Sholawat serta salam marilah kita sampaikan kepada Rasulullah saw.
semoga kita termasuk orang-orang yang memperoleh syafaat-Nya kelak di hari
ketika nasab dan asal tempat tida ada gunanya, kecuali yang memelihara
kecintaan kepada Rasulullah.
Berkehidupan rumah tangga merupakan keniscayaan. Di dalamnya terdapat
konvensi tersurat pun tersirat sehingga harus menjadi pedoman agar dapat
mencapai kehidupan rumah tangga yang sakinah, mawaddah dan arRohmah. Namun
realitanya, banyak orang secara tidak sadar ataupun sadar menerobos keluar
garis dari aturan tersebut. Khususnya seorang istri, yang terkadang malah
menganggap dirinya di atas segalanya dibandingkan kedudukan seorang suami.

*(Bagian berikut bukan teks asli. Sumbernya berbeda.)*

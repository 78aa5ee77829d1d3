//! Application Context
//!
//! Shared state provided via Leptos Context API.

use std::rc::Rc;

use leptos::prelude::*;

use crate::commands::TodoApi;

/// App-wide signals provided via context
#[derive(Clone, Copy)]
pub struct AppContext {
    /// Bumped after every successful mutation so list queries refetch - read
    pub reload_trigger: ReadSignal<u32>,
    /// Bumped after every successful mutation so list queries refetch - write
    set_reload_trigger: WriteSignal<u32>,
    /// Backend the queries and mutations talk to
    api: StoredValue<Rc<dyn TodoApi>, LocalStorage>,
}

impl AppContext {
    pub fn new(
        reload_trigger: (ReadSignal<u32>, WriteSignal<u32>),
        api: Rc<dyn TodoApi>,
    ) -> Self {
        Self {
            reload_trigger: reload_trigger.0,
            set_reload_trigger: reload_trigger.1,
            api: StoredValue::new_local(api),
        }
    }

    /// Invalidate cached lists
    pub fn reload(&self) {
        self.set_reload_trigger.update(|v| *v = v.wrapping_add(1));
    }

    pub fn api(&self) -> Rc<dyn TodoApi> {
        self.api.get_value()
    }
}
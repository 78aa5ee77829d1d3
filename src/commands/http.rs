//! HTTP Helpers
//!
//! JSON requests with a fixed timeout, optional bearer token and sanitized
//! error bodies. Resource modules build paths; this module owns transport.

use gloo_net::http::{Request, RequestBuilder, Response};
use gloo_timers::callback::Timeout;
use serde::{de::DeserializeOwned, Serialize};
use web_sys::AbortController;

use crate::config::AppConfig;
use crate::errors::AppError;

/// Default request timeout (milliseconds)
const DEFAULT_TIMEOUT_MS: u32 = 10_000;
/// Maximum number of error body characters surfaced to the UI
const MAX_ERROR_CHARS: usize = 200;

#[derive(Clone, Copy, Debug, PartialEq)]
pub(super) enum Method {
    Get,
    Post,
    Put,
    Delete,
}

impl Method {
    fn builder(self, url: &str) -> RequestBuilder {
        match self {
            Method::Get => Request::get(url),
            Method::Post => Request::post(url),
            Method::Put => Request::put(url),
            Method::Delete => Request::delete(url),
        }
    }
}

pub(super) async fn get_json<T: DeserializeOwned>(
    path: &str,
    token: Option<&str>,
) -> Result<T, AppError> {
    let response = send(Method::Get, path, None, token).await?;
    handle_json_response(response).await
}

/// Like [`get_json`] but maps 404 to `None`
pub(super) async fn get_optional_json<T: DeserializeOwned>(
    path: &str,
    token: Option<&str>,
) -> Result<Option<T>, AppError> {
    let response = send(Method::Get, path, None, token).await?;
    if response.status() == 404 {
        return Ok(None);
    }
    handle_json_response(response).await.map(Some)
}

pub(super) async fn send_json<B: Serialize, T: DeserializeOwned>(
    method: Method,
    path: &str,
    body: &B,
    token: Option<&str>,
) -> Result<T, AppError> {
    let payload = serde_json::to_string(body)
        .map_err(|err| AppError::Serialization(format!("Failed to encode request: {err}")))?;
    let response = send(method, path, Some(payload), token).await?;
    handle_json_response(response).await
}

pub(super) async fn delete(path: &str, token: Option<&str>) -> Result<(), AppError> {
    let response = send(Method::Delete, path, None, token).await?;
    handle_empty_response(response).await
}

/// Sends a request with an abort timeout to avoid hanging UI state.
async fn send(
    method: Method,
    path: &str,
    body: Option<String>,
    token: Option<&str>,
) -> Result<Response, AppError> {
    let url = build_url(&AppConfig::load().api_base_url, path);
    let controller = AbortController::new()
        .map_err(|_| AppError::Config("Failed to initialize request timeout.".to_string()))?;
    let signal = controller.signal();
    let timeout_controller = controller.clone();
    let _timeout = Timeout::new(DEFAULT_TIMEOUT_MS, move || timeout_controller.abort());

    let mut builder = method.builder(&url).abort_signal(Some(&signal));
    if let Some(token) = token {
        builder = builder.header("Authorization", &format!("Bearer {token}"));
    }
    let request = match body {
        Some(payload) => builder
            .header("Content-Type", "application/json")
            .body(payload),
        None => builder.build(),
    }
    .map_err(|err| AppError::Serialization(format!("Failed to build request: {err}")))?;

    tracing::debug!(?method, %url, "sending request");
    request.send().await.map_err(map_request_error)
}

/// Builds a URL from the configured API base URL and the provided path.
fn build_url(base_url: &str, path: &str) -> String {
    let base = base_url.trim().trim_end_matches('/');
    let path = path.trim();

    if base.is_empty() {
        path.to_string()
    } else {
        format!("{}/{}", base, path.trim_start_matches('/'))
    }
}

fn map_request_error(err: gloo_net::Error) -> AppError {
    let message = err.to_string();
    let lowered = message.to_lowercase();

    if lowered.contains("timeout") || lowered.contains("abort") {
        AppError::Timeout("Request timed out. Please try again.".to_string())
    } else {
        AppError::Network(format!("Unable to reach the server: {message}"))
    }
}

async fn handle_json_response<T: DeserializeOwned>(response: Response) -> Result<T, AppError> {
    if response.ok() {
        response
            .json::<T>()
            .await
            .map_err(|err| AppError::Parse(format!("Failed to decode response: {err}")))
    } else {
        Err(http_error(response).await)
    }
}

async fn handle_empty_response(response: Response) -> Result<(), AppError> {
    if response.ok() {
        Ok(())
    } else {
        Err(http_error(response).await)
    }
}

async fn http_error(response: Response) -> AppError {
    let status = response.status();
    let body = response.text().await.unwrap_or_default();
    tracing::warn!(status, "request failed");
    AppError::Http {
        status,
        message: sanitize_body(&body),
    }
}

/// Collapses whitespace and truncates so raw HTML error pages stay readable.
fn sanitize_body(body: &str) -> String {
    let collapsed = body.split_whitespace().collect::<Vec<_>>().join(" ");
    if collapsed.is_empty() {
        return "No details provided.".to_string();
    }
    if collapsed.chars().count() > MAX_ERROR_CHARS {
        let truncated: String = collapsed.chars().take(MAX_ERROR_CHARS).collect();
        format!("{truncated}...")
    } else {
        collapsed
    }
}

Berangkat dari itu penulis berantusias menyajikan makalah ini. Berharap semoga
makalah ini dapat menjadi salah satu panduan bagi ‘arusyain dalam
mengarungi kehidupan.
Sekiranya hanya beberapa potong kata yang dapat penulis tuangkan sebagai
bahan pengantar menuju ke “pintu” makalah ini. Dan dalam makalah ini tentu saja masih jauh dari
sempurna, akan tetapi sebagaimana usaha rintisan diharapkan akan merangsang
tulisan-tulisan lain yang lebih sempurna. Kritik dan saran selalu kami harapkan
demi perbaikan dalam tulisan-tulisan selanjutnya.
BAB I
PENDAHULUAN
A. Latar Belakang
Kehidupan rumah
tangga tidak lepas dari guncangan-guncangan dasyat. Sedikit dari wanita yang
mampu mempertahankan utuhnya kebahagiaan di dalamnya. Semua pernik-pernik
kehidupan mikro tersebut akan sangat berpengaruh pada kehidupan makronya.
Tentunya pada ketraman suatu bangsa.
Kewajiban
yang sering diabaikan dan yang harus diperhatikan, sesuai pasal 77 yang tertera
dalam Kompilasi Hukum Islam:
1. Suami istri memikul kewajiban yang luhur untuk menegakkan rumah tangga
yang sakinah, mawaddah dan rohmah yang menjadi sendi dasar dari susunan
masyarakat.
2. Suami istri wajib saling cinta-mencintai, hormat-menghormati, setia dan
memberi bantuan lahir bathin yang satu kepada yang lain.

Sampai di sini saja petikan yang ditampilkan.